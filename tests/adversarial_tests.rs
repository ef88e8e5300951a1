//! Adversarial tests for pqshare
//!
//! These tests play a malicious or buggy backing store: ciphertexts are
//! flipped, wrapped keys swapped between documents, metadata moved between
//! fields and records corrupted out of band. Every such manipulation must be
//! rejected with an error that reveals nothing about which layer failed.

use pqshare::{
    config::SharingConfig,
    crypto::{
        decrypt, encrypt_for_recipients, unwrap_content_key, KeyPair, WrappedKey,
    },
    metadata::{decrypt_metadata, FieldValue},
    sharing::{NewEntity, SharingManager},
    store::{BlobStore, DocumentStore, MemoryStore},
    EncryptedEntity, ShareError, UserId,
};
use rand::{rngs::OsRng, Rng};
use std::collections::BTreeMap;
use std::sync::Arc;

struct World {
    store: Arc<MemoryStore>,
    sharing: SharingManager,
    alice: UserId,
    alice_keys: KeyPair,
}

fn world() -> World {
    let store = Arc::new(MemoryStore::new());
    let sharing = SharingManager::with_store(store.clone(), SharingConfig::default());
    let alice = UserId::new("alice").unwrap();
    let alice_keys = KeyPair::generate().unwrap();
    store.register_public_key(&alice, alice_keys.public_key()).unwrap();
    World {
        store,
        sharing,
        alice,
        alice_keys,
    }
}

fn create(w: &World, name: &str, content: &[u8]) -> EncryptedEntity {
    w.sharing
        .create_entity(NewEntity::file(&w.alice, w.alice_keys.public_key(), name, content))
        .unwrap()
}

#[test]
fn test_flipped_content_bits_are_rejected() {
    let w = world();
    let doc = create(&w, "a", b"integrity matters");
    let path = doc.storage_path.clone().unwrap();
    let original = BlobStore::get(w.store.as_ref(), &path).unwrap();

    let mut rng = OsRng;
    for _ in 0..20 {
        let mut tampered = original.clone();
        let index = rng.gen_range(0..tampered.len());
        tampered[index] ^= 1 << rng.gen_range(0..8);
        BlobStore::put(w.store.as_ref(), &path, &tampered).unwrap();

        let result = w.sharing.read_content(&doc.id, &w.alice, w.alice_keys.private_key());
        assert!(matches!(result, Err(ShareError::DecryptionFailed)));
    }

    // Truncation, including below the nonce size
    for len in [0, 5, 12, 27, original.len() - 1] {
        BlobStore::put(w.store.as_ref(), &path, &original[..len]).unwrap();
        let result = w.sharing.read_content(&doc.id, &w.alice, w.alice_keys.private_key());
        assert!(matches!(result, Err(ShareError::DecryptionFailed)));
    }
}

#[test]
fn test_flipped_wrapped_key_bits_are_rejected() {
    let keys = KeyPair::generate().unwrap();
    let mut recipients = BTreeMap::new();
    recipients.insert(UserId::new("a").unwrap(), keys.public_key().clone());
    let document = encrypt_for_recipients(b"secret", &recipients, &mut OsRng).unwrap();
    let wrapped = document.encrypted_keys.values().next().unwrap();

    let mut rng = OsRng;
    for _ in 0..20 {
        let mut bytes = wrapped.as_bytes().to_vec();
        let index = rng.gen_range(0..bytes.len());
        bytes[index] ^= 0x80;
        let tampered = WrappedKey::from_bytes(&bytes).unwrap();

        let result = decrypt(&document.ciphertext, &tampered, keys.private_key());
        assert!(matches!(result, Err(ShareError::DecryptionFailed)));
    }
}

#[test]
fn test_wrapped_key_from_other_document_is_rejected() {
    let w = world();
    let first = create(&w, "first", b"first document");
    let second = create(&w, "second", b"second document");

    // The store moves the first document's wrapped key onto the second
    let mut swapped = second.clone();
    swapped.encrypted_keys.insert(
        w.alice.clone(),
        first.wrapped_key_for(&w.alice).unwrap().clone(),
    );
    w.store.overwrite_entity(swapped).unwrap();

    assert!(matches!(
        w.sharing
            .read_content(&second.id, &w.alice, w.alice_keys.private_key()),
        Err(ShareError::DecryptionFailed)
    ));
    assert!(matches!(
        w.sharing
            .read_metadata(&second.id, &w.alice, w.alice_keys.private_key()),
        Err(ShareError::DecryptionFailed)
    ));
}

#[test]
fn test_metadata_moved_between_fields_or_records_is_rejected() {
    let w = world();
    let first = create(&w, "1234", b"x");
    let second = create(&w, "other", b"y");
    let wrapped = first.wrapped_key_for(&w.alice).unwrap();

    // Name ciphertext placed into the size field of the same record
    let mut moved = first.clone();
    moved.size = Some(first.name.clone());
    assert!(matches!(
        decrypt_metadata(&moved, wrapped, w.alice_keys.private_key()),
        Err(ShareError::DecryptionFailed)
    ));

    // Name ciphertext copied from another record
    let mut foreign = first.clone();
    foreign.name = second.name.clone();
    assert!(matches!(
        decrypt_metadata(&foreign, wrapped, w.alice_keys.private_key()),
        Err(ShareError::DecryptionFailed)
    ));
}

#[test]
fn test_content_ciphertext_is_not_a_metadata_ciphertext() {
    let w = world();
    let doc = create(&w, "name", b"short");
    let blob = BlobStore::get(w.store.as_ref(), doc.storage_path.as_ref().unwrap()).unwrap();

    // Split the sealed content into nonce and body and present it as the name
    let (nonce, body) = blob.split_at(12);
    let mut forged = doc.clone();
    forged.name = FieldValue::Encrypted(pqshare::metadata::EncryptedField {
        ciphertext: body.to_vec(),
        nonce: nonce.to_vec(),
    });

    let wrapped = doc.wrapped_key_for(&w.alice).unwrap();
    assert!(matches!(
        decrypt_metadata(&forged, wrapped, w.alice_keys.private_key()),
        Err(ShareError::DecryptionFailed)
    ));
}

#[test]
fn test_corrupted_record_is_not_extended() {
    let w = world();
    let bob = UserId::new("bob").unwrap();
    let bob_keys = KeyPair::generate().unwrap();
    w.store.register_public_key(&bob, bob_keys.public_key()).unwrap();

    let doc = create(&w, "a", b"x");

    // sharedWith lists a user without a wrapped key
    let mut corrupted = doc.clone();
    corrupted.shared_with.insert(UserId::new("mallory").unwrap());
    w.store.overwrite_entity(corrupted).unwrap();

    let result = w
        .sharing
        .grant_access(&doc.id, &w.alice, w.alice_keys.private_key(), &bob);
    assert!(matches!(result, Err(ShareError::InvariantViolation(_))));

    let stored = DocumentStore::get(w.store.as_ref(), &doc.id).unwrap().unwrap();
    assert!(!stored.has_access(&bob));
}

#[test]
fn test_malformed_wrapped_key_encodings() {
    assert!(WrappedKey::from_hex("zz").is_err());
    assert!(WrappedKey::from_hex("").is_err());
    assert!(WrappedKey::from_bytes(&[0u8; 100]).is_err());

    // A record whose wrapped key has the wrong length still fails closed
    let w = world();
    let doc = create(&w, "a", b"x");
    let json = serde_json::to_string(&doc).unwrap();
    let good_hex = doc.wrapped_key_for(&w.alice).unwrap().to_hex();
    let truncated = json.replace(&good_hex, &good_hex[..good_hex.len() - 2]);
    let parsed: EncryptedEntity = serde_json::from_str(&truncated).unwrap();

    let wrapped = parsed.wrapped_key_for(&w.alice).unwrap();
    assert!(matches!(
        unwrap_content_key(wrapped, w.alice_keys.private_key()),
        Err(ShareError::DecryptionFailed)
    ));
}

#[test]
fn test_errors_do_not_leak_layer_detail() {
    let w = world();
    let doc = create(&w, "a", b"x");
    let outsider = KeyPair::generate().unwrap();
    let wrapped = doc.wrapped_key_for(&w.alice).unwrap();

    let wrong_key = unwrap_content_key(wrapped, outsider.private_key()).unwrap_err();
    BlobStore::put(w.store.as_ref(), doc.storage_path.as_ref().unwrap(), b"garbage-garbage-garbage-garbage").unwrap();
    let bad_content = w
        .sharing
        .read_content(&doc.id, &w.alice, w.alice_keys.private_key())
        .unwrap_err();

    assert_eq!(wrong_key.to_string(), bad_content.to_string());
    assert_eq!(wrong_key.to_string(), "Decryption failed");
}
//! Post-quantum key generation and management.
//!
//! This module implements ML-KEM-1024 key pairs. Public keys are published in
//! the clear on a user's profile; private keys only ever leave memory wrapped
//! under a passphrase (see [`crate::crypto::password`]).

use crate::crypto::timing::TimingSafe;
use crate::crypto::{hash_data, Algorithm};
use crate::error::{Result, ShareError};
use crate::validation::Validator;
use pqcrypto_mlkem::mlkem1024::{
    self, PublicKey as Mlkem1024PublicKey, SecretKey as Mlkem1024SecretKey,
};
use pqcrypto_traits::kem::{PublicKey as KemPublicKey, SecretKey as KemSecretKey};
use serde::{Deserialize, Serialize};
use std::fmt;
use zeroize::{Zeroize, ZeroizeOnDrop};

/// ML-KEM-1024 public key size in bytes
pub const PUBLIC_KEY_SIZE: usize = 1568;

/// ML-KEM-1024 secret key size in bytes
pub const PRIVATE_KEY_SIZE: usize = 3168;

/// Offset of the embedded encapsulation key inside an ML-KEM-1024 secret key
const EMBEDDED_PUBLIC_KEY_OFFSET: usize = 1536;

/// An ML-KEM-1024 public key
#[derive(Clone, PartialEq, Eq, Serialize, Deserialize)]
pub struct PublicKey {
    /// Serialized key bytes
    #[serde(with = "hex")]
    pub(crate) key_bytes: Vec<u8>,
}

impl std::fmt::Debug for PublicKey {
    fn fmt(&self, f: &mut std::fmt::Formatter<'_>) -> std::fmt::Result {
        f.debug_struct("PublicKey")
            .field("algorithm", &Algorithm::Mlkem1024)
            .field("fingerprint", &self.fingerprint_hex())
            .finish()
    }
}

/// An ML-KEM-1024 private key
///
/// The key bytes are wiped when the handle is dropped. The type is neither
/// `Clone` nor `Serialize`: persist it through
/// [`wrap_private_key`](crate::crypto::password::wrap_private_key) only.
#[derive(Zeroize, ZeroizeOnDrop)]
pub struct PrivateKey {
    key_bytes: Vec<u8>,
}

impl std::fmt::Debug for PrivateKey {
    fn fmt(&self, f: &mut std::fmt::Formatter<'_>) -> std::fmt::Result {
        f.debug_struct("PrivateKey")
            .field("algorithm", &Algorithm::Mlkem1024)
            .field("key_size", &self.key_bytes.len())
            .finish()
    }
}

/// A complete key pair containing both public and private keys
pub struct KeyPair {
    /// The public key component
    pub public: PublicKey,
    /// The private key component
    pub private: PrivateKey,
}

impl std::fmt::Debug for KeyPair {
    fn fmt(&self, f: &mut std::fmt::Formatter<'_>) -> std::fmt::Result {
        f.debug_struct("KeyPair")
            .field("algorithm", &Algorithm::Mlkem1024)
            .field("fingerprint", &self.public.fingerprint_hex())
            .finish()
    }
}

impl PublicKey {
    /// Creates a public key from raw bytes, checking the length
    pub fn from_bytes(bytes: &[u8]) -> Result<Self> {
        Validator::validate_key_size(bytes, PUBLIC_KEY_SIZE, "public key")?;
        Ok(Self {
            key_bytes: bytes.to_vec(),
        })
    }

    /// Parses a hex-encoded public key
    pub fn from_hex(encoded: &str) -> Result<Self> {
        let bytes = hex::decode(encoded)
            .map_err(|e| ShareError::validation(format!("Invalid public key hex: {}", e)))?;
        Self::from_bytes(&bytes)
    }

    /// Returns the raw key bytes
    pub fn as_bytes(&self) -> &[u8] {
        &self.key_bytes
    }

    /// Returns the hex encoding of the key
    pub fn to_hex(&self) -> String {
        hex::encode(&self.key_bytes)
    }

    /// Computes the fingerprint of this public key using SHA3-256
    pub fn fingerprint(&self) -> [u8; 32] {
        let mut data = Vec::with_capacity(1 + self.key_bytes.len());
        data.push(Algorithm::Mlkem1024 as u8);
        data.extend_from_slice(&self.key_bytes);
        hash_data(&data)
    }

    /// Returns the first 8 bytes of the fingerprint as hex, for display
    pub fn fingerprint_hex(&self) -> String {
        hex::encode(&self.fingerprint()[..8])
    }

    /// Returns the ML-KEM-1024 public key
    pub(crate) fn as_mlkem1024(&self) -> Result<Mlkem1024PublicKey> {
        Mlkem1024PublicKey::from_bytes(&self.key_bytes)
            .map_err(|_| ShareError::validation("Malformed ML-KEM-1024 public key"))
    }
}

impl PrivateKey {
    /// Creates a private key from raw bytes, checking the length
    pub fn from_bytes(bytes: &[u8]) -> Result<Self> {
        Validator::validate_key_size(bytes, PRIVATE_KEY_SIZE, "private key")?;
        Ok(Self {
            key_bytes: bytes.to_vec(),
        })
    }

    /// Returns the raw key bytes
    pub(crate) fn as_bytes(&self) -> &[u8] {
        &self.key_bytes
    }

    /// Returns the public key embedded in the ML-KEM-1024 secret key
    pub fn public_key(&self) -> Result<PublicKey> {
        let end = EMBEDDED_PUBLIC_KEY_OFFSET + PUBLIC_KEY_SIZE;
        let embedded = self
            .key_bytes
            .get(EMBEDDED_PUBLIC_KEY_OFFSET..end)
            .ok_or_else(|| ShareError::validation("Private key too short"))?;
        PublicKey::from_bytes(embedded)
    }

    /// Returns the ML-KEM-1024 secret key
    pub(crate) fn as_mlkem1024(&self) -> Result<Mlkem1024SecretKey> {
        Mlkem1024SecretKey::from_bytes(&self.key_bytes)
            .map_err(|_| ShareError::DecryptionFailed)
    }
}

impl KeyPair {
    /// Generates a new ML-KEM-1024 key pair
    ///
    /// `mlkem1024::keypair()` draws from the system CSPRNG internally.
    pub fn generate() -> Result<Self> {
        let (public_key, secret_key) = mlkem1024::keypair();

        let public_bytes = KemPublicKey::as_bytes(&public_key);
        let secret_bytes = KemSecretKey::as_bytes(&secret_key);

        if public_bytes.len() != PUBLIC_KEY_SIZE {
            return Err(ShareError::key_generation(format!(
                "ML-KEM-1024 produced a {}-byte public key",
                public_bytes.len()
            )));
        }
        if secret_bytes.len() != PRIVATE_KEY_SIZE {
            return Err(ShareError::key_generation(format!(
                "ML-KEM-1024 produced a {}-byte private key",
                secret_bytes.len()
            )));
        }

        let keypair = Self {
            public: PublicKey {
                key_bytes: public_bytes.to_vec(),
            },
            private: PrivateKey {
                key_bytes: secret_bytes.to_vec(),
            },
        };

        if !keypair.is_valid() {
            return Err(ShareError::key_generation(
                "Generated private key does not embed its public key",
            ));
        }

        Ok(keypair)
    }

    /// Rebuilds a pair from a private key and the public key it embeds
    pub fn from_private_key(private: PrivateKey) -> Result<Self> {
        let public = private.public_key()?;
        Ok(Self { public, private })
    }

    /// Returns the public key component
    pub fn public_key(&self) -> &PublicKey {
        &self.public
    }

    /// Returns the private key component
    pub fn private_key(&self) -> &PrivateKey {
        &self.private
    }

    /// Splits the pair into its halves
    pub fn into_parts(self) -> (PublicKey, PrivateKey) {
        (self.public, self.private)
    }

    /// Checks that the private key embeds this public key
    pub fn is_valid(&self) -> bool {
        match self.private.public_key() {
            Ok(embedded) => TimingSafe::bytes_equal(embedded.as_bytes(), self.public.as_bytes()),
            Err(_) => false,
        }
    }
}

impl fmt::Display for PublicKey {
    fn fmt(&self, f: &mut fmt::Formatter<'_>) -> fmt::Result {
        write!(
            f,
            "PublicKey({}, FP: {})",
            Algorithm::Mlkem1024,
            self.fingerprint_hex()
        )
    }
}

impl fmt::Display for KeyPair {
    fn fmt(&self, f: &mut fmt::Formatter<'_>) -> fmt::Result {
        write!(
            f,
            "KeyPair({}, FP: {})",
            Algorithm::Mlkem1024,
            self.public.fingerprint_hex()
        )
    }
}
· · · ·
What needs to be done: Pick out each line above that includes "insert" and show it.

Completed task:
    recipients.insert(UserId::new("a").unwrap(), keys.public_key().clone());
    swapped.encrypted_keys.insert(
    corrupted.shared_with.insert(UserId::new("mallory").unwrap());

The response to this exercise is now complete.